Stored items from a collection:
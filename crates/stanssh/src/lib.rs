//! stanssh: run Stan models on a remote host over SSH.
//!
//! The hard work — model compilation and MCMC sampling — happens in the
//! modeling package installed on the remote host. This crate orchestrates:
//! authenticate, upload model source and JSON input data, invoke the remote
//! compile and run commands, download and deserialize the results.
//!
//! ```ignore
//! use stanssh::{DataBundle, ModelSession, RunParameters, StanBackend};
//! use stanssh::transport::{RemoteEndpoint, SshConnection};
//!
//! let endpoint = RemoteEndpoint::new("stan.example.org", "sampler", "~/.ssh/id_ed25519");
//! let shell = SshConnection::open(endpoint).await?;
//!
//! let mut session = ModelSession::new(shell, StanBackend::Current);
//! session.load_source_file("eight_schools.stan")?;
//! session.compile().await?;
//!
//! let mut data = DataBundle::new();
//! data.insert("J", 8i64);
//! data.insert("y", vec![28.0, 8.0, -3.0, 7.0, -1.0, 1.0, 18.0, 12.0]);
//!
//! let result = session.sample(&data, &RunParameters::sample(4, 1000)).await?;
//! println!("mu draws: {:?}", result.parameter("mu"));
//! ```

pub mod backend;
pub mod capability;
pub mod config;
pub mod data;
pub mod error;
pub mod obs;
pub mod params;
pub mod results;
pub mod session;

/// The SSH connection layer, re-exported for callers.
pub use stanssh_transport as transport;

pub use backend::{RunManifest, StanBackend};
pub use capability::Capability;
pub use config::{SessionConfig, SessionLayout};
pub use data::{from_json_bytes, DataBundle, StanValue};
pub use error::{Result, StanError, ValidationError};
pub use params::{Algorithm, RunParameters};
pub use results::{ChainDraws, RunResult};
pub use session::{ModelSession, SessionState};
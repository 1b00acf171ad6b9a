//! Error taxonomy for the transport layer.

/// Errors produced by the SSH connection layer.
#[derive(Debug, thiserror::Error)]
pub enum TransportError {
    /// Key-based authentication was rejected by the remote host.
    #[error("authentication failed for {username}@{host}: {reason}")]
    Authentication {
        host: String,
        username: String,
        reason: String,
    },

    /// The host is unreachable, or the handshake timed out.
    #[error("cannot connect to {host}:{port}: {reason}")]
    Connection {
        host: String,
        port: u16,
        reason: String,
    },

    /// Upload or download failed, including "remote file not found"
    /// when a remote computation never produced its output.
    #[error("transfer failed for {path}: {reason}")]
    Transfer { path: String, reason: String },

    /// A remote command exited nonzero. stdout/stderr are preserved
    /// verbatim; stderr is the only diagnostic signal for remote-side
    /// failures, so it is part of the display output.
    #[error("remote command `{command}` exited with code {exit_code}: {stderr}")]
    RemoteExecution {
        command: String,
        exit_code: i32,
        stdout: String,
        stderr: String,
    },

    /// Local I/O error (reading a key file, writing a downloaded artifact).
    #[error("io error: {0}")]
    Io(#[from] std::io::Error),
}

impl TransportError {
    /// Whether this error is worth retrying at connection-open time.
    pub fn is_transient(&self) -> bool {
        matches!(self, TransportError::Connection { .. })
    }
}

/// Result type for transport operations.
pub type TransportResult<T> = std::result::Result<T, TransportError>;
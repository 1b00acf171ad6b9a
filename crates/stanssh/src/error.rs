//! Domain-level error taxonomy for stanssh.

use crate::capability::Capability;

/// Locally detectable run-parameter problems, caught before any network call.
#[derive(Debug, thiserror::Error, PartialEq, Eq)]
pub enum ValidationError {
    #[error("chain count must be at least 1")]
    ZeroChains,

    #[error("iteration count must be at least 1")]
    ZeroIterations,

    #[error("got {inits} initial-condition entries for {chains} chains")]
    InitCountMismatch { chains: usize, inits: usize },

    #[error("warmup ({warmup}) must be smaller than iterations ({iter})")]
    WarmupExceedsIterations { warmup: usize, iter: usize },
}

/// stanssh domain errors.
#[derive(Debug, thiserror::Error)]
pub enum StanError {
    /// A data value cannot be expressed as JSON-native numerics.
    #[error("cannot serialize `{name}`: {reason}")]
    Serialization { name: String, reason: String },

    /// A remote result artifact is malformed or truncated.
    #[error("malformed result artifact: {0}")]
    Deserialization(String),

    /// Run parameters failed local validation.
    #[error("invalid run parameters: {0}")]
    Validation(#[from] ValidationError),

    /// The bound backend does not support the requested algorithm.
    /// Detected locally; no remote call is made.
    #[error("backend `{backend}` does not support {capability}")]
    Unsupported {
        backend: &'static str,
        capability: Capability,
    },

    /// An operation was called in the wrong session state.
    #[error("session is {actual}, expected {expected}")]
    InvalidState {
        expected: &'static str,
        actual: String,
    },

    /// Failure in the SSH connection layer.
    #[error(transparent)]
    Transport(#[from] stanssh_transport::TransportError),

    /// Local I/O error (reading a model source file).
    #[error("io error: {0}")]
    Io(#[from] std::io::Error),
}

/// Result type for stanssh operations.
pub type Result<T> = std::result::Result<T, StanError>;
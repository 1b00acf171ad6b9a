//! Structured observability hooks for the session lifecycle.
//!
//! Events are emitted at `info!` level. For JSON output configure
//! `tracing-subscriber` with its json formatter.

use tracing::info;

/// RAII guard that enters a session-scoped tracing span.
///
/// While held, every tracing call carries the session id.
pub struct SessionSpan {
    _span: tracing::span::EnteredSpan,
}

impl SessionSpan {
    pub fn enter(session_id: &str) -> Self {
        let span = tracing::info_span!("stanssh.session", session_id = %session_id);
        Self {
            _span: span.entered(),
        }
    }
}

/// Emit event: model source loaded (local, no network).
pub fn emit_source_loaded(session_id: &str, model_name: &str, digest: &str) {
    info!(
        event = "session.source_loaded",
        session_id = %session_id,
        model_name = %model_name,
        digest = %digest,
    );
}

/// Emit event: remote compile finished.
pub fn emit_compiled(session_id: &str, digest: &str, duration_ms: u64, reused: bool) {
    info!(
        event = "session.compiled",
        session_id = %session_id,
        digest = %digest,
        duration_ms = duration_ms,
        reused = reused,
    );
}

/// Emit event: remote run finished.
pub fn emit_run_finished(session_id: &str, algorithm: &str, chains: usize, duration_ms: u64) {
    info!(
        event = "session.run_finished",
        session_id = %session_id,
        algorithm = %algorithm,
        chains = chains,
        duration_ms = duration_ms,
    );
}

/// Emit event: session entered the failed state.
pub fn emit_failed(session_id: &str, stage: &str, reason: &str) {
    info!(
        event = "session.failed",
        session_id = %session_id,
        stage = %stage,
        reason = %reason,
    );
}

/// Emit event: remote workdir removed (or kept).
pub fn emit_cleanup(session_id: &str, removed: bool) {
    info!(event = "session.cleanup", session_id = %session_id, removed = removed);
}
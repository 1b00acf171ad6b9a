//! Contract tests for `RemoteShell`, run against the in-memory fake.

use std::sync::Arc;

use stanssh_transport::fakes::ScriptedShell;
use stanssh_transport::{RemoteShell, TransportError};

/// Test: the trait is object-safe and usable through `Arc<dyn RemoteShell>`.
#[tokio::test]
async fn test_trait_object_roundtrip() {
    let shell: Arc<dyn RemoteShell> = Arc::new(ScriptedShell::new());

    shell.mkdir_all("/tmp/job").await.unwrap();
    shell.upload_bytes(b"{}", "/tmp/job/data.json").await.unwrap();
    let back = shell.download_bytes("/tmp/job/data.json").await.unwrap();
    assert_eq!(back, b"{}");
    shell.close().await.unwrap();
}

/// Test: upload_file/download_file bridge the local filesystem.
#[tokio::test]
async fn test_file_transfer_via_local_paths() {
    let shell = ScriptedShell::new();
    let dir = tempfile::tempdir().unwrap();

    let local_in = dir.path().join("model.stan");
    std::fs::write(&local_in, b"parameters { real mu; }").unwrap();
    shell
        .upload_file(&local_in, "/tmp/job/model.stan")
        .await
        .unwrap();

    let local_out = dir.path().join("fetched.stan");
    shell
        .download_file("/tmp/job/model.stan", &local_out)
        .await
        .unwrap();
    assert_eq!(
        std::fs::read(&local_out).unwrap(),
        b"parameters { real mu; }"
    );
}

/// Test: an extension-less remote target is treated as a directory and
/// the local file name is appended.
#[tokio::test]
async fn test_upload_file_defaults_name_into_directory_target() {
    let shell = ScriptedShell::new();
    let dir = tempfile::tempdir().unwrap();

    let local = dir.path().join("eight_schools.stan");
    std::fs::write(&local, b"data { int J; }").unwrap();
    shell.upload_file(&local, "/tmp/job").await.unwrap();

    assert_eq!(
        shell.remote_file("/tmp/job/eight_schools.stan").as_deref(),
        Some(b"data { int J; }".as_slice())
    );
}

/// Test: re-upload fully overwrites, never appends.
#[tokio::test]
async fn test_reupload_overwrites() {
    let shell = ScriptedShell::new();
    shell.upload_bytes(b"first version", "/tmp/f").await.unwrap();
    shell.upload_bytes(b"second", "/tmp/f").await.unwrap();
    assert_eq!(shell.download_bytes("/tmp/f").await.unwrap(), b"second");
}

/// Test: uploading a missing local file is an io error, not a panic.
#[tokio::test]
async fn test_upload_missing_local_file() {
    let shell = ScriptedShell::new();
    let err = shell
        .upload_file(std::path::Path::new("/no/such/file.stan"), "/tmp/x")
        .await
        .unwrap_err();
    assert!(matches!(err, TransportError::Io(_)));
}
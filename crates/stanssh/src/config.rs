//! Session configuration and the remote working-directory layout.
//!
//! The original convenience scripts assumed an implicit working directory on
//! the host; here the caller passes an explicit `SessionConfig`, and every
//! session derives its own uuid-suffixed directory under `remote_root`, so
//! concurrent sessions to the same host under the same username never
//! collide.

use uuid::Uuid;

/// Caller-supplied configuration for a model session.
#[derive(Debug, Clone, PartialEq, Eq)]
pub struct SessionConfig {
    /// Directory on the remote host under which session workdirs are created.
    pub remote_root: String,

    /// Prefix for the per-session workdir name.
    pub workdir_prefix: String,

    /// Leave remote artifacts in place on `cleanup()` (for debugging the
    /// remote side). Default false.
    pub keep_artifacts: bool,
}

impl Default for SessionConfig {
    fn default() -> Self {
        Self {
            remote_root: "/tmp/stanssh".to_string(),
            workdir_prefix: "job".to_string(),
            keep_artifacts: false,
        }
    }
}

impl SessionConfig {
    pub fn with_remote_root(mut self, root: impl Into<String>) -> Self {
        self.remote_root = root.into();
        self
    }

    pub fn with_workdir_prefix(mut self, prefix: impl Into<String>) -> Self {
        self.workdir_prefix = prefix.into();
        self
    }

    pub fn keep_artifacts(mut self) -> Self {
        self.keep_artifacts = true;
        self
    }
}

/// Deterministic file naming inside one session's remote workdir.
#[derive(Debug, Clone, PartialEq, Eq)]
pub struct SessionLayout {
    workdir: String,
}

impl SessionLayout {
    pub fn new(config: &SessionConfig, session_id: Uuid) -> Self {
        let root = config.remote_root.trim_end_matches('/');
        Self {
            workdir: format!("{}/{}-{}", root, config.workdir_prefix, session_id),
        }
    }

    pub fn workdir(&self) -> &str {
        &self.workdir
    }

    pub fn model_file(&self) -> String {
        format!("{}/model.stan", self.workdir)
    }

    pub fn driver_file(&self) -> String {
        format!("{}/driver.py", self.workdir)
    }

    pub fn manifest_file(&self) -> String {
        format!("{}/manifest.json", self.workdir)
    }

    /// Input data always lands as a `.json` file.
    pub fn data_file(&self) -> String {
        format!("{}/data.json", self.workdir)
    }

    /// Per-chain initial conditions file (1-based chain index).
    pub fn init_file(&self, chain: usize) -> String {
        format!("{}/init_{}.json", self.workdir, chain)
    }

    pub fn output_file(&self) -> String {
        format!("{}/output.json", self.workdir)
    }

    /// Compiled-model artifact produced by the remote compile step.
    pub fn artifact_file(&self) -> String {
        format!("{}/model.bin", self.workdir)
    }
}
//! Remote endpoint description.

use std::path::{Path, PathBuf};

/// Identity of the single remote target for a connection's lifetime.
///
/// The private key never leaves the local machine; the matching public key
/// is assumed to already be in the remote host's `authorized_keys`.
#[derive(Debug, Clone, PartialEq, Eq)]
pub struct RemoteEndpoint {
    /// Target host address name.
    pub host: String,

    /// Username for login.
    pub username: String,

    /// Path to the local private key file.
    pub key_path: PathBuf,

    /// SSH port (22 unless overridden).
    pub port: u16,

    /// Passphrase for the private key, if it has one.
    pub passphrase: Option<String>,
}

impl RemoteEndpoint {
    /// Endpoint on the default SSH port with an unencrypted key.
    pub fn new(
        host: impl Into<String>,
        username: impl Into<String>,
        key_path: impl AsRef<Path>,
    ) -> Self {
        Self {
            host: host.into(),
            username: username.into(),
            key_path: key_path.as_ref().to_path_buf(),
            port: 22,
            passphrase: None,
        }
    }

    /// Override the SSH port.
    pub fn with_port(mut self, port: u16) -> Self {
        self.port = port;
        self
    }

    /// Supply a key passphrase.
    pub fn with_passphrase(mut self, passphrase: impl Into<String>) -> Self {
        self.passphrase = Some(passphrase.into());
        self
    }

    /// `host:port` address string for the TCP connect.
    pub fn address(&self) -> String {
        format!("{}:{}", self.host, self.port)
    }
}

impl std::fmt::Display for RemoteEndpoint {
    fn fmt(&self, f: &mut std::fmt::Formatter<'_>) -> std::fmt::Result {
        write!(f, "{}@{}:{}", self.username, self.host, self.port)
    }
}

### Task details:
Begin at the line that has "Input data always" in the entries above; stop after the line that has "pub fn output_file(&self)". Transcribe exactly those lines and no others.

### Your response:
    /// Input data always lands as a `.json` file.
    pub fn data_file(&self) -> String {
        format!("{}/data.json", self.workdir)
    }

    /// Per-chain initial conditions file (1-based chain index).
    pub fn init_file(&self, chain: usize) -> String {
        format!("{}/init_{}.json", self.workdir, chain)
    }

    pub fn output_file(&self) -> String {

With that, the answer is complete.